No significant difference was noted between protocols for any PK parameter. Volume of distribution at steady state (935.74 ± 170.25 versus 1119.15 ± 190.65 mL kg^–1), elimination half-life (12 ± 2 versus 13 ± 3 minutes), clearance from the central compartment (26.02 ± 4.41 versus 27.74 ± 5.65 mL kg^–1 minute^–1) and intercompartmental clearance (8.47 ± 4.06 versus 12.58 ± 7.03 mL kg^–1 minute^–1) were comparable for short CRI and long CRI. Cardiovascular variables remained within physiological limits. Mechanical ventilation was necessary (short CRI: n = 1, long CRI: n = 4). The manufacturer’s recommended dose rate resulted in a light plane of anaesthesia. No significant differences in recovery times and scores were observed between treatments. The quality of recovery was scored as very poor with both protocols.

Conclusions and clinical relevance

PK data were similar between long and short infusions of alfaxalone at the manufacturer's recommended dose, with acceptable cardiovascular conditions. Nevertheless, both protocols resulted in a superficial plane of general anaesthesia with poor recovery characteristics.

Introduction

Although total intravenous anaesthesia (TIVA) is widely used in human medicine, maintenance of anaesthesia in veterinary medicine is still much more commonly performed using volatile anaesthetics. However, chronic exposure to halogenated agents may result in an increased incidence of hepatic disease, renal disease and immunological abnormalities (Irwin et al. 2009). Additionally, the halogenated chlorofluorocarbons (halothane, isoflurane and sevoflurane) are potentially harmful to the ozone layer. According to international treaties, the emission of volatile agents in the atmosphere will be prohibited from 2030 onwards (Joubert 2009). For these reasons, and because of the introduction of drugs with favourable pharmacokinetics (PK) and pharmacodynamics (PD) for use in TIVA, there is a growing interest in TIVA protocols in veterinary medicine.

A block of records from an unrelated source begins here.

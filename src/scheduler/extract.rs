//! Schedule extraction: solved variables → [`Roster`].

use crate::models::{Employee, Roster, ShiftType};
use crate::problem::{Assignment, RosterModel};

/// Converts an assignment into a block-local roster (days `0..model.day_count()`).
///
/// Every employee gets an entry, idle ones with an empty day map. If an
/// assignment ever had two true shifts for the same employee and day, the
/// one with the lowest shift index is kept; solved assignments never do,
/// because the model forbids it.
pub fn extract_roster(
    model: &RosterModel,
    assignment: &Assignment,
    employees: &[Employee],
    shift_types: &[ShiftType],
) -> Roster {
    let mut roster = Roster::new();
    for (e, employee) in employees.iter().enumerate().take(model.employee_count()) {
        roster.add_employee(employee.id.as_str());
        for d in 0..model.day_count() {
            let worked = (0..model.shift_count().min(shift_types.len()))
                .find(|&s| assignment.value(model.var(e, d, s)));
            if let Some(s) = worked {
                roster.assign(employee.id.as_str(), d as u32, shift_types[s].id.as_str());
            }
        }
    }
    roster
}

#[cfg(test)]
mod tests {
    use super::*;
    use crate::models::ShiftTime;

    fn setup() -> (RosterModel, Vec<Employee>, Vec<ShiftType>) {
        let employees = vec![Employee::anonymous("E1"), Employee::anonymous("E2")];
        let shifts = vec![
            ShiftType::new("day", ShiftTime::hm(8, 0), ShiftTime::hm(16, 0)),
            ShiftType::new("night", ShiftTime::hm(22, 0), ShiftTime::hm(6, 0)),
        ];
        (RosterModel::new(2, 5, 2), employees, shifts)
    }

    #[test]
    fn test_extract_assignments() {
        let (model, employees, shifts) = setup();
        let mut a = Assignment::empty(model.var_count());
        a.set(model.var(0, 0, 0), true);
        a.set(model.var(0, 3, 1), true);
        a.set(model.var(1, 4, 1), true);

        let roster = extract_roster(&model, &a, &employees, &shifts);
        assert_eq!(roster.employee_count(), 2);
        assert_eq!(roster.assignment_count(), 3);
        assert_eq!(roster.shift_on("E1", 0), Some("day"));
        assert_eq!(roster.shift_on("E1", 3), Some("night"));
        assert_eq!(roster.shift_on("E2", 4), Some("night"));
        assert_eq!(roster.shift_on("E2", 0), None);
    }

    #[test]
    fn test_idle_employee_has_entry() {
        let (model, employees, shifts) = setup();
        let roster = extract_roster(&model, &Assignment::empty(model.var_count()), &employees, &shifts);
        assert_eq!(roster.employee_count(), 2);
        assert!(roster.is_empty());
        assert!(roster.days_for("E2").unwrap().is_empty());
    }

    #[test]
    fn test_extraction_is_idempotent() {
        let (model, employees, shifts) = setup();
        let mut a = Assignment::empty(model.var_count());
        for d in 0..5 {
            a.set(model.var(d % 2, d, 1 - d % 2), true);
        }
        let first = extract_roster(&model, &a, &employees, &shifts);
        let second = extract_roster(&model, &a, &employees, &shifts);
        assert_eq!(first, second);
    }
}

Alfaxalone is a synthetic neuroactive steroid that induces muscle relaxation and anaesthesia by interacting with the gamma aminobutyric acid type A receptor in the central nervous system (Goodwin et al. 2011). Its rapid biotransformation and therefore clearance results in a low tendency to accumulate in the tissues after repeated doses (Ferré et al., 2006, Muir et al., 2008), which makes it a suitable anaesthetic agent for TIVA (Ambros et al. 2008).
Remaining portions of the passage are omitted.